**To do:**
What lines in the data below mention the string "common"? Copy them out.
Segment Start: Exercise input
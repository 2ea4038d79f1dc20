//! Catalog merger
//!
//! Reconciles freshly scraped entries with the running catalog. The
//! merge itself is a pure function with no ordering dependency between
//! ids, so batches may arrive in any order. At runtime the catalog is
//! owned by a single merger task; concurrent detail workers submit
//! entries over a channel instead of sharing a locked map.

use tokio::sync::{mpsc, oneshot};
use tracing::{debug, error};

use crate::crawl_engine::report::CrawlError;
use crate::domain::catalog::{Catalog, CatalogEntry, ChangeSet};

/// Merge a batch of fresh entries into the catalog.
///
/// New ids are inserted and recorded as added. Existing ids are
/// overwritten wholesale (last write wins, no field-level conflict
/// resolution) and recorded as updated only when some field other than
/// the scrape timestamp actually changed. Entries already in the
/// catalog but absent from the batch are left alone: the crawl is
/// additive, never a mirror.
pub fn merge_batch(
    catalog: &mut Catalog,
    batch: impl IntoIterator<Item = CatalogEntry>,
) -> ChangeSet {
    let mut changes = ChangeSet::default();

    for entry in batch {
        match catalog.get(&entry.id) {
            None => {
                debug!("New catalog entry: {} ({})", entry.id, entry.title);
                changes.added.push(entry.id.clone());
            }
            Some(existing) if !existing.content_eq(&entry) => {
                debug!("Updated catalog entry: {} ({})", entry.id, entry.title);
                changes.updated.push(entry.id.clone());
            }
            // Unchanged re-scrape: refresh the timestamp silently.
            Some(_) => {}
        }
        catalog.insert(entry.id.clone(), entry);
    }

    changes
}

/// Per-page delta the orchestrator uses for its early-stop decision.
#[derive(Debug, Clone, Copy, Default)]
pub struct PageDelta {
    pub added: usize,
    pub updated: usize,
}

/// Everything the merger hands back when the run finishes.
#[derive(Debug)]
pub struct MergeOutcome {
    pub catalog: Catalog,
    pub changes: ChangeSet,
    pub entries_merged: usize,
}

enum MergeCommand {
    Submit(Box<CatalogEntry>),
    PageBoundary {
        respond_to: oneshot::Sender<PageDelta>,
    },
    Finish {
        respond_to: oneshot::Sender<MergeOutcome>,
    },
}

/// Handle to the single-writer merger task.
///
/// Cloneable; detail workers hold clones and `submit`, the orchestrator
/// keeps one for `page_boundary`/`finish`.
#[derive(Clone)]
pub struct MergerHandle {
    tx: mpsc::Sender<MergeCommand>,
}

impl MergerHandle {
    /// Spawn the merger task owning `catalog`.
    pub fn spawn(catalog: Catalog) -> Self {
        let (tx, rx) = mpsc::channel(64);
        tokio::spawn(merger_task(catalog, rx));
        Self { tx }
    }

    /// Submit one freshly scraped entry for merging.
    pub async fn submit(&self, entry: CatalogEntry) {
        if self
            .tx
            .send(MergeCommand::Submit(Box::new(entry)))
            .await
            .is_err()
        {
            error!("Merger task is gone; dropping submitted entry");
        }
    }

    /// Fetch and reset the delta accumulated since the last boundary.
    pub async fn page_boundary(&self) -> Result<PageDelta, CrawlError> {
        let (respond_to, response) = oneshot::channel();
        self.tx
            .send(MergeCommand::PageBoundary { respond_to })
            .await
            .map_err(|_| CrawlError::MergerGone)?;
        response.await.map_err(|_| CrawlError::MergerGone)
    }

    /// Stop the merger and collect the final catalog and change set.
    pub async fn finish(self) -> Result<MergeOutcome, CrawlError> {
        let (respond_to, response) = oneshot::channel();
        self.tx
            .send(MergeCommand::Finish { respond_to })
            .await
            .map_err(|_| CrawlError::MergerGone)?;
        response.await.map_err(|_| CrawlError::MergerGone)
    }
}

async fn merger_task(mut catalog: Catalog, mut rx: mpsc::Receiver<MergeCommand>) {
    let mut changes = ChangeSet::default();
    let mut page_delta = PageDelta::default();
    let mut entries_merged = 0usize;

    while let Some(command) = rx.recv().await {
        match command {
            MergeCommand::Submit(entry) => {
                let delta = merge_batch(&mut catalog, [*entry]);
                page_delta.added += delta.added.len();
                page_delta.updated += delta.updated.len();
                entries_merged += 1;
                changes.absorb(delta);
            }
            MergeCommand::PageBoundary { respond_to } => {
                let _ = respond_to.send(page_delta);
                page_delta = PageDelta::default();
            }
            MergeCommand::Finish { respond_to } => {
                let _ = respond_to.send(MergeOutcome {
                    catalog,
                    changes,
                    entries_merged,
                });
                return;
            }
        }
    }
    // Channel closed without Finish: the run was aborted, nothing to
    // hand back.
    debug!("Merger task shutting down after abort");
}

#[cfg(test)]
mod tests {
    use super::*;
    use chrono::Utc;

    fn entry(id: &str, title: &str) -> CatalogEntry {
        CatalogEntry {
            id: id.to_string(),
            title: title.to_string(),
            poster_url: None,
            description_localized: None,
            release_label: None,
            imdb_url: None,
            imdb_rating: None,
            certification: None,
            genre: None,
            director: None,
            language: None,
            production: None,
            translator: None,
            subtitle_file_url: None,
            source_url: format!("https://example.org/{id}"),
            last_scraped_at: Utc::now(),
        }
    }

    #[test]
    fn new_ids_are_added() {
        let mut catalog = Catalog::new();
        let changes = merge_batch(&mut catalog, [entry("tt1", "One"), entry("tt2", "Two")]);

        assert_eq!(changes.added, vec!["tt1", "tt2"]);
        assert!(changes.updated.is_empty());
        assert_eq!(catalog.len(), 2);
    }

    #[test]
    fn unchanged_rescrape_is_not_an_update() {
        let mut catalog = Catalog::new();
        merge_batch(&mut catalog, [entry("tt1", "One")]);

        let mut fresh = entry("tt1", "One");
        fresh.last_scraped_at = fresh.last_scraped_at + chrono::Duration::days(1);
        let changes = merge_batch(&mut catalog, [fresh.clone()]);

        assert!(changes.is_empty());
        // The timestamp still moved forward.
        assert_eq!(
            catalog["tt1"].last_scraped_at,
            fresh.last_scraped_at
        );
    }

    #[test]
    fn changed_field_records_an_update() {
        let mut catalog = Catalog::new();
        merge_batch(&mut catalog, [entry("tt1", "One")]);

        let mut fresh = entry("tt1", "One");
        fresh.genre = Some("Drama".to_string());
        let changes = merge_batch(&mut catalog, [fresh]);

        assert!(changes.added.is_empty());
        assert_eq!(changes.updated, vec!["tt1"]);
        assert_eq!(catalog["tt1"].genre.as_deref(), Some("Drama"));
    }

    #[test]
    fn merge_is_order_independent_for_disjoint_batches() {
        let base: Catalog = {
            let mut c = Catalog::new();
            merge_batch(&mut c, [entry("tt0", "Zero")]);
            c
        };
        let b1 = vec![entry("tt1", "One"), entry("tt2", "Two")];
        let b2 = vec![entry("tt3", "Three")];

        let mut forward = base.clone();
        merge_batch(&mut forward, b1.clone());
        merge_batch(&mut forward, b2.clone());

        let mut backward = base.clone();
        merge_batch(&mut backward, b2);
        merge_batch(&mut backward, b1);

        let keys_forward: Vec<_> = forward.keys().collect();
        let keys_backward: Vec<_> = backward.keys().collect();
        assert_eq!(keys_forward, keys_backward);
        for (id, e) in &forward {
            assert!(backward[id].content_eq(e));
        }
    }

    #[test]
    fn absent_entries_are_never_deleted() {
        let mut catalog = Catalog::new();
        merge_batch(&mut catalog, [entry("tt1", "One"), entry("tt2", "Two")]);

        // Next run only sees tt2.
        let changes = merge_batch(&mut catalog, [entry("tt2", "Two")]);

        assert!(changes.is_empty());
        assert!(catalog.contains_key("tt1"));
        assert_eq!(catalog.len(), 2);
    }

    #[tokio::test]
    async fn merger_task_tracks_page_deltas() {
        let handle = MergerHandle::spawn(Catalog::new());

        handle.submit(entry("tt1", "One")).await;
        handle.submit(entry("tt2", "Two")).await;
        let delta = handle.page_boundary().await.unwrap();
        assert_eq!(delta.added, 2);
        assert_eq!(delta.updated, 0);

        // Same entries again: quiet page.
        handle.submit(entry("tt1", "One")).await;
        let delta = handle.page_boundary().await.unwrap();
        assert_eq!(delta.added, 0);
        assert_eq!(delta.updated, 0);

        let outcome = handle.finish().await.unwrap();
        assert_eq!(outcome.catalog.len(), 2);
        assert_eq!(outcome.changes.added.len(), 2);
        assert_eq!(outcome.entries_merged, 3);
    }
}
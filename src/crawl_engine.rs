//! Crawl engine - pagination orchestration and catalog merging
//!
//! The engine ties the infrastructure pieces into one run: orchestrator
//! drives pagination and detail fan-out, the merger task owns the
//! catalog, and the store functions below handle the load/run/persist
//! cycle with last-known-good semantics (a failed run never overwrites
//! the previous catalog file).

pub mod merger;
pub mod orchestrator;
pub mod report;

pub use merger::{MergeOutcome, MergerHandle, PageDelta, merge_batch};
pub use orchestrator::CrawlOrchestrator;
pub use report::{CrawlError, CrawlOutcome, CrawlPhase, CrawlReport, StopReason};

use crate::infrastructure::catalog_store::CatalogStore;
use crate::infrastructure::config::StorageConfig;
use crate::infrastructure::fetcher::PageFetcher;

/// Load the catalog, run a full crawl, and persist the result.
///
/// The catalog file is only replaced after a successful run; a failed
/// run (or a failed write) leaves the last-known-good file in place.
pub async fn run_with_store<F: PageFetcher>(
    orchestrator: &CrawlOrchestrator<F>,
    store: &CatalogStore,
    storage: &StorageConfig,
) -> Result<CrawlReport, CrawlError> {
    let catalog = store.load().await?;
    let outcome = orchestrator.run(catalog).await?;
    store.save(&outcome.catalog).await?;
    if storage.write_series_index {
        store
            .save_series_index(&outcome.catalog, &storage.series_index_path)
            .await?;
    }
    Ok(outcome.report)
}

/// Load the catalog, re-scrape one URL, and persist the result.
pub async fn rescrape_with_store<F: PageFetcher>(
    orchestrator: &CrawlOrchestrator<F>,
    store: &CatalogStore,
    storage: &StorageConfig,
    url: &str,
) -> Result<CrawlReport, CrawlError> {
    let catalog = store.load().await?;
    let outcome = orchestrator.rescrape(catalog, url).await?;
    store.save(&outcome.catalog).await?;
    if storage.write_series_index {
        store
            .save_series_index(&outcome.catalog, &storage.series_index_path)
            .await?;
    }
    Ok(outcome.report)
}
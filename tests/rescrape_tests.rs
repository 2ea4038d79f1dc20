//! The admin re-scrape signal: one URL through the detail pipeline,
//! merged in place, pagination untouched.

mod common;

use std::sync::Arc;

use common::{PageScript, ScriptedFetcher, detail_page, detail_page_with_genre};
use mso_crawler::crawl_engine::{self, CrawlError, CrawlOrchestrator};
use mso_crawler::domain::Catalog;
use mso_crawler::infrastructure::catalog_store::CatalogStore;
use mso_crawler::infrastructure::config::CrawlerConfig;

const DETAIL_URL: &str = "https://site.test/drishyam/";

fn test_config() -> CrawlerConfig {
    let mut config = CrawlerConfig::default();
    config.site.base_url = "https://site.test".to_string();
    config.site.releases_url = "https://site.test/releases/".to_string();
    config
}

#[tokio::test]
async fn rescrape_inserts_a_new_entry() {
    let fetcher = ScriptedFetcher::new().with_page(
        DETAIL_URL,
        PageScript::Html(detail_page("Drishyam", "tt3417422")),
    );
    let orchestrator = CrawlOrchestrator::new(Arc::new(fetcher), &test_config()).unwrap();

    let outcome = orchestrator
        .rescrape(Catalog::new(), DETAIL_URL)
        .await
        .unwrap();

    assert_eq!(outcome.report.changes.added, vec!["tt3417422"]);
    assert_eq!(outcome.report.pages_visited, 0);
    assert_eq!(outcome.catalog["tt3417422"].title, "Drishyam");
}

#[tokio::test]
async fn rescrape_updates_in_place_and_keeps_the_id_stable() {
    let fetcher = ScriptedFetcher::new().with_page(
        DETAIL_URL,
        PageScript::Html(detail_page("Drishyam", "tt3417422")),
    );
    let orchestrator = CrawlOrchestrator::new(Arc::new(fetcher), &test_config()).unwrap();
    let first = orchestrator
        .rescrape(Catalog::new(), DETAIL_URL)
        .await
        .unwrap();

    // The page changed its genre row; the id must not move.
    let fetcher = ScriptedFetcher::new().with_page(
        DETAIL_URL,
        PageScript::Html(detail_page_with_genre("Drishyam", "tt3417422", "Thriller")),
    );
    let orchestrator = CrawlOrchestrator::new(Arc::new(fetcher), &test_config()).unwrap();
    let second = orchestrator.rescrape(first.catalog, DETAIL_URL).await.unwrap();

    assert!(second.report.changes.added.is_empty());
    assert_eq!(second.report.changes.updated, vec!["tt3417422"]);
    assert_eq!(second.catalog.len(), 1);
    assert_eq!(
        second.catalog["tt3417422"].genre.as_deref(),
        Some("Thriller")
    );
}

#[tokio::test]
async fn rescrape_of_unchanged_page_reports_nothing() {
    let fetcher = ScriptedFetcher::new().with_page(
        DETAIL_URL,
        PageScript::Html(detail_page("Drishyam", "tt3417422")),
    );
    let orchestrator = CrawlOrchestrator::new(Arc::new(fetcher), &test_config()).unwrap();
    let first = orchestrator
        .rescrape(Catalog::new(), DETAIL_URL)
        .await
        .unwrap();

    let fetcher = ScriptedFetcher::new().with_page(
        DETAIL_URL,
        PageScript::Html(detail_page("Drishyam", "tt3417422")),
    );
    let orchestrator = CrawlOrchestrator::new(Arc::new(fetcher), &test_config()).unwrap();
    let second = orchestrator.rescrape(first.catalog, DETAIL_URL).await.unwrap();

    assert!(second.report.changes.is_empty());
}

#[tokio::test]
async fn rescrape_failure_is_reported_to_the_caller() {
    let fetcher = ScriptedFetcher::new().with_page(DETAIL_URL, PageScript::Permanent);
    let orchestrator = CrawlOrchestrator::new(Arc::new(fetcher), &test_config()).unwrap();

    let result = orchestrator.rescrape(Catalog::new(), DETAIL_URL).await;
    assert!(matches!(result, Err(CrawlError::RescrapeFailed { .. })));
}

#[tokio::test]
async fn rescrape_with_store_persists_the_result() {
    let dir = tempfile::tempdir().unwrap();
    let store = CatalogStore::new(dir.path().join("db.json"));
    let config = test_config();

    let fetcher = ScriptedFetcher::new().with_page(
        DETAIL_URL,
        PageScript::Html(detail_page("Drishyam", "tt3417422")),
    );
    let orchestrator = CrawlOrchestrator::new(Arc::new(fetcher), &config).unwrap();

    let report =
        crawl_engine::rescrape_with_store(&orchestrator, &store, &config.storage, DETAIL_URL)
            .await
            .unwrap();
    assert_eq!(report.changes.added, vec!["tt3417422"]);

    let reloaded = store.load().await.unwrap();
    assert!(reloaded.contains_key("tt3417422"));
}
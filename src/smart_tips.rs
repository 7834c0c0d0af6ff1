use crate::results_fetch::MatchRecord;

pub const MIN_GAMES: usize = 5;
pub const WINDOW: usize = 10;

/// One leaderboard row: a player's consistency over their last games in one
/// league. Percentages are whole numbers, rounded the way the board shows
/// them.
#[derive(Debug, Clone, PartialEq)]
pub struct TipRow {
    pub player: String,
    pub games: u32,
    pub over_15_ht: u32,
    pub over_25_ht: u32,
    pub over_25_ft: u32,
    pub over_35_ft: u32,
    pub over_45_ft: u32,
    pub btts_ft: u32,
    pub goals_for_avg: f64,
    pub goals_against_avg: f64,
}

/// Builds the per-league tip leaderboard: every player with at least
/// `MIN_GAMES` of their last `WINDOW` league games, sorted by Over 2.5 FT
/// percentage descending.
pub fn league_tips(matches: &[MatchRecord], league: &str) -> Vec<TipRow> {
    let league_matches: Vec<&MatchRecord> =
        matches.iter().filter(|m| m.league == league).collect();

    let mut players: Vec<&str> = Vec::new();
    for m in &league_matches {
        if !players.contains(&m.home.as_str()) {
            players.push(&m.home);
        }
    }
    for m in &league_matches {
        if !players.contains(&m.away.as_str()) {
            players.push(&m.away);
        }
    }

    let mut rows = Vec::new();
    for player in players {
        let involved: Vec<&MatchRecord> = league_matches
            .iter()
            .copied()
            .filter(|m| m.involves(player))
            .collect();
        let start = involved.len().saturating_sub(WINDOW);
        let window = &involved[start..];
        if window.len() < MIN_GAMES {
            continue;
        }

        let games = window.len() as u32;
        let mut over_15_ht = 0u32;
        let mut over_25_ht = 0u32;
        let mut over_25_ft = 0u32;
        let mut over_35_ft = 0u32;
        let mut over_45_ft = 0u32;
        let mut btts_ft = 0u32;
        let mut goals_for = 0u32;
        let mut goals_against = 0u32;

        for m in window {
            let total_ht = m.total_ht();
            over_15_ht += u32::from(total_ht > 1);
            over_25_ht += u32::from(total_ht > 2);

            let total_ft = m.total_ft();
            over_25_ft += u32::from(total_ft > 2);
            over_35_ft += u32::from(total_ft > 3);
            over_45_ft += u32::from(total_ft > 4);
            btts_ft += u32::from(m.btts_ft());

            if m.home == player {
                goals_for += m.home_ft;
                goals_against += m.away_ft;
            } else {
                goals_for += m.away_ft;
                goals_against += m.home_ft;
            }
        }

        let pct_round = |hits: u32| (f64::from(hits) / f64::from(games) * 100.0).round() as u32;
        rows.push(TipRow {
            player: player.to_string(),
            games,
            over_15_ht: pct_round(over_15_ht),
            over_25_ht: pct_round(over_25_ht),
            over_25_ft: pct_round(over_25_ft),
            over_35_ft: pct_round(over_35_ft),
            over_45_ft: pct_round(over_45_ft),
            btts_ft: pct_round(btts_ft),
            goals_for_avg: round2(f64::from(goals_for) / f64::from(games)),
            goals_against_avg: round2(f64::from(goals_against) / f64::from(games)),
        });
    }

    rows.sort_by(|a, b| b.over_25_ft.cmp(&a.over_25_ft));
    rows
}

fn round2(value: f64) -> f64 {
    (value * 100.0).round() / 100.0
}

/// Templated consistency report: each line fires off a fixed rule threshold.
pub fn player_report(row: &TipRow) -> Vec<String> {
    let mut parts = Vec::new();

    if row.over_25_ft >= 80 {
        parts.push(format!(
            "Máquina de Over Gols - {}% dos jogos com Over 2.5 FT",
            row.over_25_ft
        ));
        if row.over_35_ft >= 60 {
            parts.push(format!(
                "Especialista em Placar Alto - {}% dos jogos com Over 3.5 FT",
                row.over_35_ft
            ));
        }
    } else if row.over_25_ft <= 30 {
        parts.push(format!(
            "Padrão Under - Apenas {}% dos jogos com Over 2.5 FT",
            row.over_25_ft
        ));
    } else {
        parts.push(format!(
            "Desempenho Intermediário - {}% dos jogos com Over 2.5 FT",
            row.over_25_ft
        ));
    }

    if row.goals_for_avg >= 2.5 {
        parts.push(format!(
            "Ataque Potente - Média de {} gols marcados por jogo",
            row.goals_for_avg
        ));
    } else if row.goals_for_avg <= 1.0 {
        parts.push(format!(
            "Ataque Limitado - Apenas {} gols marcados em média",
            row.goals_for_avg
        ));
    }

    if row.goals_against_avg >= 2.0 {
        parts.push(format!(
            "Defesa Instável - Média de {} gols sofridos por jogo",
            row.goals_against_avg
        ));
    } else if row.goals_against_avg <= 1.0 {
        parts.push(format!(
            "Defesa Sólida - Apenas {} gols sofridos em média",
            row.goals_against_avg
        ));
    }

    if row.over_15_ht >= 80 {
        parts.push(format!(
            "Começo Forte - {}% dos jogos com Over 1.5 HT",
            row.over_15_ht
        ));
    }

    let mut recommendations = Vec::new();
    if row.over_25_ft >= 80 && row.goals_for_avg >= 2.0 {
        if row.over_35_ft >= 60 {
            recommendations.push("Over 3.5 FT é uma aposta altamente recomendada");
        } else {
            recommendations.push("Over 2.5 FT é uma aposta segura");
        }
    }
    if row.over_15_ht >= 70 {
        recommendations.push("Over 1.5 HT tem bom potencial");
    }
    if !recommendations.is_empty() {
        parts.push("Recomendações de Aposta:".to_string());
        for rec in recommendations {
            parts.push(format!("✅ {rec}"));
        }
    }

    if row.over_25_ft >= 80 && row.goals_for_avg >= 2.5 {
        parts.push("🟢 ALERTA DE CONFIANÇA: Apostas em over são altamente recomendadas".to_string());
    } else if row.over_25_ft <= 30 && row.goals_for_avg <= 1.0 {
        parts.push("🔴 ALERTA DE RISCO: Evitar apostas em over".to_string());
    }

    parts
}

#[cfg(test)]
mod tests {
    use super::*;

    fn m(league: &str, home: &str, away: &str, ht: (u32, u32), ft: (u32, u32)) -> MatchRecord {
        MatchRecord {
            date: String::new(),
            league: league.to_string(),
            home: home.to_string(),
            away: away.to_string(),
            home_ht: ht.0,
            away_ht: ht.1,
            home_ft: ft.0,
            away_ft: ft.1,
        }
    }

    fn high_scoring_table() -> Vec<MatchRecord> {
        (0..6)
            .map(|_| m("GT 12 Min", "hot", "cold", (2, 1), (3, 2)))
            .collect()
    }

    #[test]
    fn leaderboard_requires_minimum_games() {
        let mut table = high_scoring_table();
        table.push(m("GT 12 Min", "casual", "hot", (0, 0), (0, 0)));
        let tips = league_tips(&table, "GT 12 Min");
        assert!(tips.iter().any(|t| t.player == "hot"));
        assert!(tips.iter().all(|t| t.player != "casual"));
    }

    #[test]
    fn leaderboard_sorts_by_over_25_ft() {
        let mut table = high_scoring_table();
        for _ in 0..6 {
            table.push(m("GT 12 Min", "quiet", "dull", (0, 0), (1, 0)));
        }
        let tips = league_tips(&table, "GT 12 Min");
        assert_eq!(tips[0].player, "hot");
        assert_eq!(tips[0].over_25_ft, 100);
        assert_eq!(tips.last().unwrap().over_25_ft, 0);
    }

    #[test]
    fn percentages_and_averages_round_like_the_board() {
        let table = vec![
            m("GT 12 Min", "p", "q", (1, 1), (2, 1)),
            m("GT 12 Min", "p", "q", (0, 0), (1, 0)),
            m("GT 12 Min", "p", "q", (2, 1), (3, 2)),
            m("GT 12 Min", "p", "q", (0, 1), (1, 2)),
            m("GT 12 Min", "p", "q", (1, 0), (2, 0)),
            m("GT 12 Min", "p", "q", (1, 1), (2, 2)),
        ];
        let tips = league_tips(&table, "GT 12 Min");
        let p = tips.iter().find(|t| t.player == "p").unwrap();
        assert_eq!(p.games, 6);
        // Over 2.5 FT in [3, 1, 5, 3, 2, 4] -> 4 of 6, rounded.
        assert_eq!(p.over_25_ft, 67);
        // Goals for: 2+1+3+1+2+2 = 11 over 6 games.
        assert!((p.goals_for_avg - 1.83).abs() < 1e-9);
    }

    #[test]
    fn report_flags_over_machine_with_confidence_alert() {
        let row = TipRow {
            player: "hot".to_string(),
            games: 10,
            over_15_ht: 85,
            over_25_ht: 40,
            over_25_ft: 90,
            over_35_ft: 70,
            over_45_ft: 30,
            btts_ft: 60,
            goals_for_avg: 3.1,
            goals_against_avg: 2.2,
        };
        let report = player_report(&row);
        assert!(report.iter().any(|l| l.contains("Máquina de Over Gols")));
        assert!(report.iter().any(|l| l.contains("Especialista em Placar Alto")));
        assert!(report.iter().any(|l| l.contains("Ataque Potente")));
        assert!(report.iter().any(|l| l.contains("Defesa Instável")));
        assert!(report.iter().any(|l| l.contains("Começo Forte")));
        assert!(report.iter().any(|l| l.contains("Over 3.5 FT é uma aposta altamente recomendada")));
        assert!(report.iter().any(|l| l.contains("ALERTA DE CONFIANÇA")));
    }

    #[test]
    fn report_flags_under_pattern_with_risk_alert() {
        let row = TipRow {
            player: "cold".to_string(),
            games: 10,
            over_15_ht: 10,
            over_25_ht: 0,
            over_25_ft: 20,
            over_35_ft: 0,
            over_45_ft: 0,
            btts_ft: 10,
            goals_for_avg: 0.8,
            goals_against_avg: 0.9,
        };
        let report = player_report(&row);
        assert!(report.iter().any(|l| l.contains("Padrão Under")));
        assert!(report.iter().any(|l| l.contains("Ataque Limitado")));
        assert!(report.iter().any(|l| l.contains("Defesa Sólida")));
        assert!(report.iter().any(|l| l.contains("ALERTA DE RISCO")));
        assert!(!report.iter().any(|l| l.contains("Recomendações")));
    }
}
Segment End: Exercise input
**Result of this exercise:**
mod common;
use common::{PageScript, ScriptedFetcher, detail_page, detail_page_with_genre};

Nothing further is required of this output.